Chemotherapy and Erlotinib for Lung Cancer With Low Abundance Epidermal Growth Factor Receptor Mutation

Status:
Terminated

Trial end date:
2017-01-20

Target enrollment:
0

Participant gender:
All

Summary

This is a single arm phase II clinical trial, which aims to evaluate the effectiveness of intercalated combination of doublet chemotherapy of paclitaxel plus carboplatin and erlotinib on patients with advanced stage non-small-cell lung cancer with low abundant activating EGFR mutation.

Phase:

Phase 2

Accepts Healthy Volunteers?

Details

Lead Sponsor:

Guangdong Association of Clinical Trials

Treatments:

Carboplatin
Erlotinib Hydrochloride
Paclitaxel

Criteria

Inclusion Criteria:Patients with histologically documented, locally advanced or recurrent
(stage IIIb and not amenable to combined modality treatment) or metastatic (stage IV)
non-small cell lung cancer.

Low abundant activating EGFR mutation: EGFR exon 19 deletion or exon 21 L858R, which are
positive by real-time PCR methods and negative by standard sequencing methods.

Uncommon EGFR mutations are included excluding exon 20 mutations. ECOG performance status
of ≤ 2. Patients can administer first line setting of platinum based chemotherapy. Patients
must have measurable disease according to the RECIST (version 1.1) criteria.

- Life expectancy of at least 12 weeks.

- Age ≥ 18 years.

- Written (signed) informed Consent to participate in the study.

- Adequate organ function as defined by the following criteria:

Liver function: SGOT (AST) and SGPT (ALT) ≤ 2.5 X ULN in the absence of liver metastases or
up to 5 X ULN in case of liver metastases. Total bilirubin ≤ 1.5ULN.

Bone marrow function: Granulocyte count ≥ 1,500/mm3 and platelet count ≥100,000/mm3 and
hemoglobin ≥90g/dl.

Renal function: serum creatinine ≤ 1.5 ULN or creatinine clearance ≥ 60 ml/min. (based on
modified Cockcroft-Gault formula).

- For all females of childbearing potential a negative serum/urine pregnancy test must
be obtained within 48 hours before enrollment. Postmenopausal women must have been
amenorrhoeic for at least 12 months to be considered of non-childbearing potential.

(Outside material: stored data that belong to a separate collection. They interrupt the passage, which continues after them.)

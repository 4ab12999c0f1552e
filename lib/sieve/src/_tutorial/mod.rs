//! # Tutorial: Building filter chains with sieve
//!
//! Learn to build request/response filter chains step by step.
//!
//! ## Chapters
//!
//! 1. [Getting Started][chapter_0] - Your first chain
//! 2. [Writing Filters][chapter_1] - Before/after hooks, short-circuits, errors
//! 3. [Configuration & Observability][chapter_2] - JSON chains, logging, metrics
//!
//! Ready? Start with [Chapter 0: Getting Started][chapter_0].

pub mod chapter_0;
pub mod chapter_1;
pub mod chapter_2;
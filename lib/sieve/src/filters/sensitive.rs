//! Sensitive-term filter.

use crate::{Filter, FilterChain, Request, Response, Result};

use super::SubstitutionFilter;

/// Softens `被就业` to `就业`, then deletes `敏感`.
///
/// Appends ` ---sensitiveFilter()` to the request and `---sensitiveFilter()`
/// to the response.
#[derive(Debug, Clone)]
pub struct SensitiveFilter {
    inner: SubstitutionFilter,
}

impl SensitiveFilter {
    /// Create the filter.
    #[must_use]
    pub fn new() -> Self {
        Self {
            inner: SubstitutionFilter::preset(
                "sensitiveFilter",
                &[("被就业", "就业"), ("敏感", "")],
                " ---sensitiveFilter()",
                "---sensitiveFilter()",
            ),
        }
    }
}

impl Default for SensitiveFilter {
    fn default() -> Self {
        Self::new()
    }
}

impl From<SensitiveFilter> for SubstitutionFilter {
    fn from(filter: SensitiveFilter) -> Self {
        filter.inner
    }
}

impl Filter for SensitiveFilter {
    fn process(
        &self,
        request: &mut Request,
        response: &mut Response,
        chain: &FilterChain,
    ) -> Result<()> {
        self.inner.process(request, response, chain)
    }

    fn name(&self) -> &str {
        self.inner.name()
    }
}
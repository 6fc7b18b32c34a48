//! Minimal FMI definitions for determining FMI version.

use std::str::FromStr;

use yaserde_derive::YaDeserialize;

use crate::MajorVersion;

/// A minimal model description that only contains the FMI version and model name.
///
/// This is parsed first so that an archive can be rejected before the full, version-specific
/// description is deserialized.
#[derive(Default, PartialEq, Debug, YaDeserialize)]
#[yaserde(rename = "fmiModelDescription")]
pub struct MinModelDescription {
    #[yaserde(attribute = true, rename = "fmiVersion")]
    pub fmi_version: String,
    #[yaserde(attribute = true, rename = "modelName")]
    pub model_name: String,
}

impl MinModelDescription {
    /// Returns the parsed FMI version as a semver::Version
    pub fn version(&self) -> Result<semver::Version, crate::Error> {
        lenient_semver::parse(&self.fmi_version).map_err(|e| e.owned().into())
    }

    /// The revision of the standard the archive claims to follow.
    pub fn major_version(&self) -> Result<MajorVersion, crate::Error> {
        MajorVersion::from_major(self.version()?.major)
    }
}

impl FromStr for MinModelDescription {
    type Err = crate::Error;

    fn from_str(s: &str) -> Result<Self, Self::Err> {
        crate::deserialize(s)
    }
}

#[cfg(test)]
mod tests {
    use super::*;

    #[test]
    fn test_peek_version() {
        let md: MinModelDescription =
            r#"<fmiModelDescription fmiVersion="2.0" modelName="PT2" guid="{x}"/>"#
                .parse()
                .unwrap();
        assert_eq!(md.model_name, "PT2");
        assert_eq!(md.major_version().unwrap(), MajorVersion::FMI2);

        let md: MinModelDescription =
            r#"<fmiModelDescription fmiVersion="3.0-beta.2" modelName="PT2"/>"#
                .parse()
                .unwrap();
        assert_eq!(md.major_version().unwrap(), MajorVersion::FMI3);
    }

    #[test]
    fn test_unknown_major() {
        let md = MinModelDescription {
            fmi_version: "7.1".to_owned(),
            model_name: "Future".to_owned(),
        };
        assert_eq!(
            md.major_version(),
            Err(crate::Error::UnknownMajorVersion(7))
        );
    }
}
//! FMI 2.0 types and the runtime-loaded [`Fmi2Binding`], generated by bindgen from the
//! vendored `fmi2Functions.h`.
#![allow(non_upper_case_globals)]
#![allow(non_camel_case_types)]
#![allow(non_snake_case)]
#![allow(clippy::all)]

include!(concat!(env!("OUT_DIR"), "/fmi2_bindings.rs"));

pub mod logger;

impl std::fmt::Debug for Fmi2Binding {
    fn fmt(&self, f: &mut std::fmt::Formatter<'_>) -> std::fmt::Result {
        f.debug_struct("Fmi2Binding")
            .field("library", &self.__library)
            .finish_non_exhaustive()
    }
}

impl Fmi2Binding {
    /// Co-Simulation entry points used by `fmu-cosim` that the library does not export.
    ///
    /// Calling an unresolved entry point panics, so callers check this right after loading.
    pub fn missing_symbols(&self) -> Vec<&'static str> {
        let resolved = [
            ("fmi2GetTypesPlatform", self.fmi2GetTypesPlatform.is_ok()),
            ("fmi2GetVersion", self.fmi2GetVersion.is_ok()),
            ("fmi2Instantiate", self.fmi2Instantiate.is_ok()),
            ("fmi2FreeInstance", self.fmi2FreeInstance.is_ok()),
            ("fmi2SetupExperiment", self.fmi2SetupExperiment.is_ok()),
            ("fmi2EnterInitializationMode", self.fmi2EnterInitializationMode.is_ok()),
            ("fmi2ExitInitializationMode", self.fmi2ExitInitializationMode.is_ok()),
            ("fmi2Terminate", self.fmi2Terminate.is_ok()),
            ("fmi2Reset", self.fmi2Reset.is_ok()),
            ("fmi2GetReal", self.fmi2GetReal.is_ok()),
            ("fmi2SetReal", self.fmi2SetReal.is_ok()),
            ("fmi2DoStep", self.fmi2DoStep.is_ok()),
        ];
        resolved
            .into_iter()
            .filter_map(|(name, ok)| (!ok).then_some(name))
            .collect()
    }
}

impl fmi2CallbackFunctions {
    /// Callbacks that route FMU log output into the `log` crate and let the FMU allocate with
    /// the C allocator supplied by the caller.
    pub fn with_allocator(
        allocate_memory: fmi2CallbackAllocateMemory,
        free_memory: fmi2CallbackFreeMemory,
    ) -> Self {
        Self {
            logger: Some(logger::callback_logger_handler as _),
            allocateMemory: allocate_memory,
            freeMemory: free_memory,
            stepFinished: None,
            componentEnvironment: std::ptr::null_mut(),
        }
    }
}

Exclusion Criteria:Patients with prior chemotherapy or systemic anti-cancer therapy
including target therapy targeting HER family members (such as erlotinib, gefitinib,
cetuximab, trastuzumab, etc). Previous adjuvant or neo-adjuvant treatment for
non-metastatic disease is permitted if completed ≥ 6 months before the enrollments.

- Patients with history of any other malignancies within 5 years (except for adequately
treated carcinoma in situ of the cervix or basal or squamous cell skin cancer).

- Patients who have brain metastasis or spinal cord compression. It is permitted if the
patient has been treated with surgery and/or radiation with evidence of stable disease
for at least 4 weeks.

- Patients who are at risk (in the investigator's opinion) of transmitting human
immunodeficiency virus (HIV) through blood or other body fluids.

- Nursing or lactating women.

- Sexually active males and females (of childbearing potential) unwilling to practice
contraception during the study.

- Unwilling to write informed consent to participate in the study.

- Patients who is unwilling to accept the follow-up.